* **REQUIRED WORK**: The answer is every line of the records that holds the word "body", copied in full.

* **PROVIDED MATERIAL**:
//! Wire types and pending-login material for the authorization code flow.
//!
//! This module provides:
//! - `PendingLogin`: CSRF state, PKCE pair and nonce bound to one login attempt
//! - `CallbackParams`: Query parameters the identity provider returns
//! - `TokenResponse` / `UserInfo`: Identity provider response bodies
//! - `identity_token_nonce`: Reads the nonce claim from an identity token

use base64::Engine;
use base64::engine::general_purpose::URL_SAFE_NO_PAD;
use login_gate_core::{CryptoError, generate_pkce_pair, random_token};
use serde::{Deserialize, Serialize};

/// Random bytes behind the state and nonce tokens.
pub const TOKEN_BYTES: usize = 32;

/// Random bytes behind the PKCE verifier.
pub const VERIFIER_BYTES: usize = 32;

/// Ephemeral CSRF/PKCE material for one login attempt.
///
/// Created at login initiation and carried in cookies until the callback
/// consumes it.
#[derive(Debug, Clone, PartialEq, Eq)]
pub struct PendingLogin {
    /// CSRF token round-tripped through the identity provider.
    pub state: String,
    /// PKCE secret presented at the token exchange.
    pub code_verifier: String,
    /// Challenge derived from `code_verifier`, sent with the authorization request.
    pub code_challenge: String,
    /// Replay-protection value embedded in the authorization request.
    pub nonce: String,
}

impl PendingLogin {
    /// Generates fresh state, nonce and PKCE material.
    ///
    /// # Errors
    ///
    /// Returns [`CryptoError::EntropyUnavailable`] if the OS random source fails.
    pub fn generate() -> Result<Self, CryptoError> {
        let state = random_token(TOKEN_BYTES)?;
        let pkce = generate_pkce_pair(VERIFIER_BYTES)?;
        let nonce = random_token(TOKEN_BYTES)?;
        Ok(Self {
            state,
            code_verifier: pkce.verifier,
            code_challenge: pkce.challenge,
            nonce,
        })
    }
}

/// Query parameters of a callback request.
#[derive(Debug, Clone, Default, PartialEq, Eq, Deserialize)]
pub struct CallbackParams {
    /// Authorization code, present on success.
    pub code: Option<String>,
    /// Echoed CSRF state.
    pub state: Option<String>,
    /// Error code, present when the provider refused the request.
    pub error: Option<String>,
    /// Human-readable error detail.
    pub error_description: Option<String>,
}

impl CallbackParams {
    /// Returns the non-empty authorization code, if any.
    #[must_use]
    pub fn code(&self) -> Option<&str> {
        self.code.as_deref().filter(|code| !code.is_empty())
    }

    /// Returns the non-empty state, if any.
    #[must_use]
    pub fn state(&self) -> Option<&str> {
        self.state.as_deref().filter(|state| !state.is_empty())
    }

    /// Describes why no code was returned, from the provider's error fields.
    #[must_use]
    pub fn denial_reason(&self) -> String {
        match (self.error.as_deref(), self.error_description.as_deref()) {
            (Some(error), Some(description)) => format!("{error}: {description}"),
            (Some(error), None) => error.to_string(),
            (None, Some(description)) => description.to_string(),
            (None, None) => "no authorization code returned".to_string(),
        }
    }
}

/// Response body of the token endpoint.
#[derive(Debug, Clone, PartialEq, Eq, Serialize, Deserialize)]
pub struct TokenResponse {
    pub access_token: String,
    pub token_type: String,
    #[serde(default)]
    pub expires_in: u64,
    pub id_token: String,
}

/// Response body of the userinfo endpoint.
#[derive(Debug, Clone, PartialEq, Eq, Serialize, Deserialize)]
pub struct UserInfo {
    pub sub: String,
    pub iss: String,
    pub email: String,
    #[serde(default)]
    pub email_verified: bool,
}

/// Reads the `nonce` claim from an identity token's payload.
///
/// The token's signature is not verified; the value is only compared with
/// the nonce this gateway generated. Returns `None` when the token is not a
/// three-part JWT, its payload is not JSON, or it carries no nonce.
#[must_use]
pub fn identity_token_nonce(identity_token: &str) -> Option<String> {
    let parts: Vec<&str> = identity_token.split('.').collect();
    if parts.len() != 3 {
        return None;
    }

    let payload = URL_SAFE_NO_PAD.decode(parts[1].trim_end_matches('=')).ok()?;
    let claims: serde_json::Value = serde_json::from_slice(&payload).ok()?;
    claims
        .get("nonce")
        .and_then(|v| v.as_str())
        .map(str::to_string)
}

* **SOLUTION FOR THIS TASK**:
/// Response body of the token endpoint.
/// Response body of the userinfo endpoint.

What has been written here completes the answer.